The title attribute (and its corresponding yellow hovering label displayed by browsers for a few seconds); is it still considered good practice to use it on hyperlinks and buttons in a web app?

For example: "Click here to post your article" on a "Post" button, or "Deleting this article cannot be undone" on a "Delete" button.

My impression is that usability-aware sites these days write everything they need to communicate to the user directly into the HTML (or JS-driven popups), and that the title attribute is a remnant of the 90's that has never been updated to modern standards.

I'd like to hear arguments for and against, though I'm leaning towards dropping them myself.

3 Answers 3


The title attribute was intended for some rather specific purposes. However, due to a variety of reasons, these were never universally supported across browsers and assistive devices. Some more info regarding the accessibility pros/cons of title attributes.

In terms of an interactive component for your pages, the world of touch-interaction has made them rather moot. Anyone using a tablet or phone (or increasingly, touch-enabled laptops), will have no use for the title attribute.

In addition, as you state, I do believe we are getting better at making our links more contextually accessible than before (ie, instead of 'click here' most people understand that it should be a bit more descriptive...)

In summary, I think title attributes are still useful, and should be reviewed from an accessibility standpoint, but should not be a primary focus nor should they be required for the user to interact with the site. Taking that a step further, I'd argue all hover interactions should be phased out of the design process as they simply aren't usable if you're on a touch device (or in many cases, even if you just aren't using a mouse).


You raise up a good question. My take on this is that it is a very practical attribute for links, mainly, and buttons, less. Titles on images are very nice to use as a caption placeholder. All in all it is a very good semantic way to add metadata to images and links that can be then presented visually in any way you please through javascript if you think it is needed; in the case of touch screens, for instance, this makes even more sense, since you can, through scripting, display that data in many ways to compensate for the lack of hovering events. You yourself mention modern ways of presenting that info through JS-driven popups, that's the visual layer, the data those popups present could be inside the title attribute.

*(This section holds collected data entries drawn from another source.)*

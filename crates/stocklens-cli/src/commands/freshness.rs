use std::time::{SystemTime, UNIX_EPOCH};

use serde_json::{json, Value};
use stocklens_core::freshness_text;

use crate::cli::FreshnessArgs;
use crate::error::CliError;

pub fn run(args: &FreshnessArgs) -> Result<Value, CliError> {
    let now = args.now.unwrap_or_else(unix_now);
    let text = freshness_text(args.source, args.fetched_at, now);

    Ok(json!({
        "source": args.source,
        "freshness": text,
    }))
}

fn unix_now() -> i64 {
    SystemTime::now()
        .duration_since(UNIX_EPOCH)
        .map(|elapsed| elapsed.as_secs() as i64)
        .unwrap_or(0)
}

#[cfg(test)]
mod tests {
    use super::*;
    use stocklens_core::DataSource;

    #[test]
    fn reports_cache_age() {
        let args = FreshnessArgs {
            source: DataSource::Cache,
            fetched_at: Some(1_770_000_000 - 7_200),
            now: Some(1_770_000_000),
        };

        let value = run(&args).expect("freshness");
        assert_eq!(value["freshness"], "2 hours ago");
    }

    #[test]
    fn live_source_has_null_freshness() {
        let args = FreshnessArgs {
            source: DataSource::Live,
            fetched_at: None,
            now: Some(1_770_000_000),
        };

        let value = run(&args).expect("freshness");
        assert!(value["freshness"].is_null());
    }
}
use std::fmt::{Display, Formatter};

use serde::{Deserialize, Serialize};

use crate::ValidationError;

const MAX_SYMBOL_LEN: usize = 15;

/// Normalized uppercase ticker symbol.
#[derive(Debug, Clone, PartialEq, Eq, Hash, Serialize, Deserialize)]
#[serde(try_from = "String", into = "String")]
pub struct Symbol(String);

impl Symbol {
    /// Parse and normalize a symbol to uppercase.
    pub fn parse(input: &str) -> Result<Self, ValidationError> {
        let normalized = input.trim().to_ascii_uppercase();
        if normalized.is_empty() {
            return Err(ValidationError::EmptySymbol);
        }

        let len = normalized.chars().count();
        if len > MAX_SYMBOL_LEN {
            return Err(ValidationError::SymbolTooLong {
                len,
                max: MAX_SYMBOL_LEN,
            });
        }

        for (index, ch) in normalized.chars().enumerate() {
            if index == 0 && !ch.is_ascii_alphabetic() {
                return Err(ValidationError::SymbolInvalidStart { ch });
            }
            if !(ch.is_ascii_alphanumeric() || ch == '.' || ch == '-') {
                return Err(ValidationError::SymbolInvalidChar { ch, index });
            }
        }

        Ok(Self(normalized))
    }

    pub fn as_str(&self) -> &str {
        &self.0
    }
}

impl Display for Symbol {
    fn fmt(&self, f: &mut Formatter<'_>) -> std::fmt::Result {
        f.write_str(self.as_str())
    }
}

impl TryFrom<String> for Symbol {
    type Error = ValidationError;

    fn try_from(value: String) -> Result<Self, Self::Error> {
        Self::parse(&value)
    }
}

impl TryFrom<&str> for Symbol {
    type Error = ValidationError;

    fn try_from(value: &str) -> Result<Self, Self::Error> {
        Self::parse(value)
    }
}

impl From<Symbol> for String {
    fn from(value: Symbol) -> Self {
        value.0
    }
}
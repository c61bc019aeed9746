use std::fmt::{Display, Formatter};

use serde::de::Error as DeError;
use serde::{Deserialize, Deserializer, Serialize, Serializer};
use time::format_description::BorrowedFormatItem;
use time::macros::format_description;
use time::Date;

use crate::ValidationError;

const DATE_FORMAT: &[BorrowedFormatItem<'static>] = format_description!("[year]-[month]-[day]");

/// Calendar date in `YYYY-MM-DD` form, as used by daily price series.
#[derive(Debug, Clone, Copy, PartialEq, Eq, PartialOrd, Ord, Hash)]
pub struct MarketDate(Date);

impl MarketDate {
    pub fn parse(input: &str) -> Result<Self, ValidationError> {
        Date::parse(input, DATE_FORMAT)
            .map(Self)
            .map_err(|_| ValidationError::InvalidDate {
                value: input.to_owned(),
            })
    }

    pub fn from_date(value: Date) -> Self {
        Self(value)
    }

    pub fn into_inner(self) -> Date {
        self.0
    }

    /// Whole calendar days from `earlier` to `self`. Negative if `self` precedes it.
    pub fn days_since(self, earlier: Self) -> i64 {
        (self.0 - earlier.0).whole_days()
    }

    pub fn format_iso(self) -> String {
        self.0
            .format(DATE_FORMAT)
            .expect("MarketDate must be formattable as YYYY-MM-DD")
    }
}

impl Display for MarketDate {
    fn fmt(&self, f: &mut Formatter<'_>) -> std::fmt::Result {
        f.write_str(&self.format_iso())
    }
}

impl Serialize for MarketDate {
    fn serialize<S>(&self, serializer: S) -> Result<S::Ok, S::Error>
    where
        S: Serializer,
    {
        serializer.serialize_str(&self.format_iso())
    }
}

impl<'de> Deserialize<'de> for MarketDate {
    fn deserialize<D>(deserializer: D) -> Result<Self, D::Error>
    where
        D: Deserializer<'de>,
    {
        let value = String::deserialize(deserializer)?;
        Self::parse(&value).map_err(D::Error::custom)
    }
}

#[cfg(test)]
mod tests {
    use super::*;

    #[test]
    fn parses_calendar_date() {
        let parsed = MarketDate::parse("2026-01-27").expect("must parse");
        assert_eq!(parsed.format_iso(), "2026-01-27");
    }

    #[test]
    fn rejects_malformed_date() {
        for bad in ["2026-13-01", "01-27-2026", "2026/01/27", "not-a-date"] {
            let err = MarketDate::parse(bad).expect_err("must fail");
            assert!(matches!(err, ValidationError::InvalidDate { .. }));
        }
    }

    #[test]
    fn computes_day_spans() {
        let first = MarketDate::parse("2025-02-02").expect("date");
        let last = MarketDate::parse("2026-02-02").expect("date");
        assert_eq!(last.days_since(first), 365);
        assert_eq!(first.days_since(last), -365);
    }
}
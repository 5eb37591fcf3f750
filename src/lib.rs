//! # Mushcraft - Harvesting and Stacking for a TinyMUSH World
//!
//! Mushcraft models a small text-world crafting loop: characters chop down
//! trees over several timed strikes, felled trees drop stackable logs, and
//! logs can be picked up, split, merged and handed around.
//!
//! ## Quick Start
//!
//! ```rust,no_run
//! use std::sync::Arc;
//! use mushcraft::tmush::{HarvestCoordinator, HarvestSettings, ManualScheduler, World};
//!
//! let world = Arc::new(World::new());
//! let scheduler = Arc::new(ManualScheduler::new());
//! let coordinator = HarvestCoordinator::new(world.clone(), scheduler.clone(), HarvestSettings::default());
//! world.watch_moves(&coordinator);
//! ```
//!
//! ## Module Organization
//!
//! - [`tmush`] - World objects, stacks, harvest jobs, commands and storage
//! - [`config`] - TOML configuration
//! - [`logutil`] - Helpers for single-line log output

pub mod config;
pub mod logutil;
pub mod tmush;
use thiserror::Error;

/// Errors that can arise while harvesting, stacking, or persisting TinyMUSH objects.
#[derive(Debug, Error)]
pub enum TinyMushError {
    /// Wrapper around sled's error type.
    #[error("sled error: {0}")]
    Sled(#[from] sled::Error),

    /// Wrapper around bincode serialization and deserialization errors.
    #[error("serialization error: {0}")]
    Bincode(#[from] bincode::Error),

    /// Wrapper around IO errors (directory creation, etc.).
    #[error("io error: {0}")]
    Io(#[from] std::io::Error),

    /// Returned when fetching a record that is not present.
    #[error("record not found: {0}")]
    NotFound(String),

    /// Returned when deserializing a record with an unexpected schema version.
    #[error("schema mismatch for {entity}: expected {expected}, got {found}")]
    SchemaMismatch {
        entity: &'static str,
        expected: u8,
        found: u8,
    },

    /// Stack quantities must be at least one.
    #[error("invalid amount: {0}")]
    InvalidAmount(u32),

    /// Merge attempted on a stack that does not allow stacking.
    #[error("not stackable: {0}")]
    NotStackable(String),

    /// Merge would push a stack past the largest representable count.
    #[error("stack overflow: {count} + {added} items")]
    CountOverflow { count: u32, added: u32 },

    /// Merge attempted between objects of different kinds.
    #[error("type mismatch: cannot merge {found} into {expected}")]
    TypeMismatch { expected: String, found: String },

    /// The harvest target no longer exists (already depleted or removed).
    #[error("target gone")]
    TargetGone,

    /// The actor already has an active harvest job.
    #[error("already harvesting")]
    AlreadyHarvesting,

    /// Object exists but carries no harvestable resource.
    #[error("not harvestable: {0}")]
    NotHarvestable(String),

    /// Capability check refused the action.
    #[error("permission denied: {0}")]
    PermissionDenied(String),
}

It is useful to give users a clue as to where they will be led to before they click through the title attribute; adding that same information in the middle of a paragraph could be a bit annoying if you have various links in an article.

The text inside the a tag sohould always be a clear indicator of the info behind that link, but it shouldn't be required to tell you if the destination is in Russian (pity hreflang never caught on), an external site, a Google search, a link to all items on the current site tagged with international, a newspaper article... that is metadata that gives you a hint as to where you are being taken, but that does not need to visually pollute a paragraph.

Whether the average user is aware of tooltips, and can therefore enjoy the extra info on a link is a different question (bare in mind that average here shoudn't be taken statiscally since user savvyness is probably a Gauss dstribution, so the majority of your users is moderately savvy).

Semantically it makes sense, since you can then present it through js/css in any way you see fit. If you are going to add the same info in a, let's say p, below the link, then the title attribute makes more sense since it is explicitly related to the link, unlike a p.

Once again, if people don't realize there is a tooltip, it may be worthless, but that is the visual layer, Where you hold the data is one thing, how you present it (relying on the default browser behaviour is a different thing).

EDIT: This is list of good examples of tooltips

  • While it's certainly debatable, many would not suggest using TITLE attribute for image captions, as if the image needs a caption, it shouldn't be hidden behind a title (rather, it should be displayed on the page itself).
    – DA01
    Commented Aug 3, 2013 at 14:17
  • @DA01 You are right, specially since we have better markup in HTML5 now; I probably should have recommended metadata for the image. But before figcaption and the like, I really did use them that way :o/ and then more recently outputted the title as a caption. Now, yes, there are better ways. Commented Aug 3, 2013 at 14:46

The title attribute has two main issues:

  1. It only takes plain text
  2. It has a delay before it appears

An ideal solution would be to use the title (or another like data-title) attribute in HTML, but use JS to read it and display in a manner to overcome above two.

I do agree that it's a good practice to add additional information in title, however you cannot rely on user needing to read it to be able to use the software. So it is really useful for cases where user is looking for additional help.

Other point is that if you do it in place, do it in all..as there is no visual indication, user should see it whenever they expect it.